(Collected data entries)
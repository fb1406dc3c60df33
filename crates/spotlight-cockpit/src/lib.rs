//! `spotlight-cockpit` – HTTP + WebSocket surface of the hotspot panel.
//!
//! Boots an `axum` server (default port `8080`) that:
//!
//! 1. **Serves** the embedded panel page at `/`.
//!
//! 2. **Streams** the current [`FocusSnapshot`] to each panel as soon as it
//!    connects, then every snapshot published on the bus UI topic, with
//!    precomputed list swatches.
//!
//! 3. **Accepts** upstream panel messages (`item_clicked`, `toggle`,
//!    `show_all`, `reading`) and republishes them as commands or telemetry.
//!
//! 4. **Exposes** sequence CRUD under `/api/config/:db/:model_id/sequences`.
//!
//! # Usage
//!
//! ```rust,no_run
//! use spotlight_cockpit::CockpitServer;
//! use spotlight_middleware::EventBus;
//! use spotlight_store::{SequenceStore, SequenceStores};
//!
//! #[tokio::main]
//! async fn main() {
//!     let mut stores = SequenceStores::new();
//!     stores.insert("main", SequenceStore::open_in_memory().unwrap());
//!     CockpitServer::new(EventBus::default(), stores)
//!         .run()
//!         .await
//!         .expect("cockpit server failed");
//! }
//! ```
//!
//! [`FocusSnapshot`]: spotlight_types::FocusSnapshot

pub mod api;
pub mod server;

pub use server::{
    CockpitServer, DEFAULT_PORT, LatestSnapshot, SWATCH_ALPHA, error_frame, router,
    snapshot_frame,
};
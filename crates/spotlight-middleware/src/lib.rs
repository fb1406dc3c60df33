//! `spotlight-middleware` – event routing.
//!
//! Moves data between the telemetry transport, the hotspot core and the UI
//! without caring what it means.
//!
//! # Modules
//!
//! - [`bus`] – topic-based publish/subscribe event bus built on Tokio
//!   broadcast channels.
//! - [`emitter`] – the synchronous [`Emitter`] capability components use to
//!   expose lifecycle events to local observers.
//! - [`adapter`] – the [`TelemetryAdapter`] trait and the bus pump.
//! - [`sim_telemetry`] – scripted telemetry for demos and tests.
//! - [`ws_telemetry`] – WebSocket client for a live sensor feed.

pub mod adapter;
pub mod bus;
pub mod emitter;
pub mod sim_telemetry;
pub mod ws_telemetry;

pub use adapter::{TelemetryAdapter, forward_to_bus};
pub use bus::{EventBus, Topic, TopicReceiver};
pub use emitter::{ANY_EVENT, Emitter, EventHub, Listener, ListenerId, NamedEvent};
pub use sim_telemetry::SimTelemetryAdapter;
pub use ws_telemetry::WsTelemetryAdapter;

## Required work
Each entry should be retyped exactly as given.

## Completed exercise
repository fb1406dc3c60df33
filename crates/spotlight-cockpit/src/lib.rs
//! `spotlight-cockpit` – HTTP + WebSocket surface of the hotspot panel.
//!
//! Boots an `axum` server (default port `8080`) that:
//!
//! 1. **Serves** the embedded panel page at `/`.
//!
//! 2. **Streams** the current [`FocusSnapshot`] to each panel as soon as it
//!    connects, then every snapshot published on the bus UI topic, with
//!    precomputed list swatches.
//!
//! 3. **Accepts** upstream panel messages (`item_clicked`, `toggle`,
//!    `show_all`, `reading`) and republishes them as commands or telemetry.
//!
//! 4. **Exposes** sequence CRUD under `/api/config/:db/:model_id/sequences`.
//!
//! # Usage
//!
//! ```rust,no_run
//! use spotlight_cockpit::CockpitServer;
//! use spotlight_middleware::EventBus;
//! use spotlight_store::{SequenceStore, SequenceStores};
//!
//! #[tokio::main]
//! async fn main() {
//!     let mut stores = SequenceStores::new();
//!     stores.insert("main", SequenceStore::open_in_memory().unwrap());
//!     CockpitServer::new(EventBus::default(), stores)
//!         .run()
//!         .await
//!         .expect("cockpit server failed");
//! }
//! ```
//!
//! [`FocusSnapshot`]: spotlight_types::FocusSnapshot

pub mod api;
pub mod server;

pub use server::{
    CockpitServer, DEFAULT_PORT, LatestSnapshot, SWATCH_ALPHA, error_frame, router,
    snapshot_frame,
};
filename crates/spotlight-middleware/src/lib.rs
repository fb1406dc3c60df33
//! `spotlight-middleware` – event routing.
//!
//! Moves data between the telemetry transport, the hotspot core and the UI
//! without caring what it means.
//!
//! # Modules
//!
//! - [`bus`] – topic-based publish/subscribe event bus built on Tokio
//!   broadcast channels.
//! - [`emitter`] – the synchronous [`Emitter`] capability components use to
//!   expose lifecycle events to local observers.
//! - [`adapter`] – the [`TelemetryAdapter`] trait and the bus pump.
//! - [`sim_telemetry`] – scripted telemetry for demos and tests.
//! - [`ws_telemetry`] – WebSocket client for a live sensor feed.

pub mod adapter;
pub mod bus;
pub mod emitter;
pub mod sim_telemetry;
pub mod ws_telemetry;

pub use adapter::{TelemetryAdapter, forward_to_bus};
pub use bus::{EventBus, Topic, TopicReceiver};
pub use emitter::{ANY_EVENT, Emitter, EventHub, Listener, ListenerId, NamedEvent};
pub use sim_telemetry::SimTelemetryAdapter;
pub use ws_telemetry::WsTelemetryAdapter;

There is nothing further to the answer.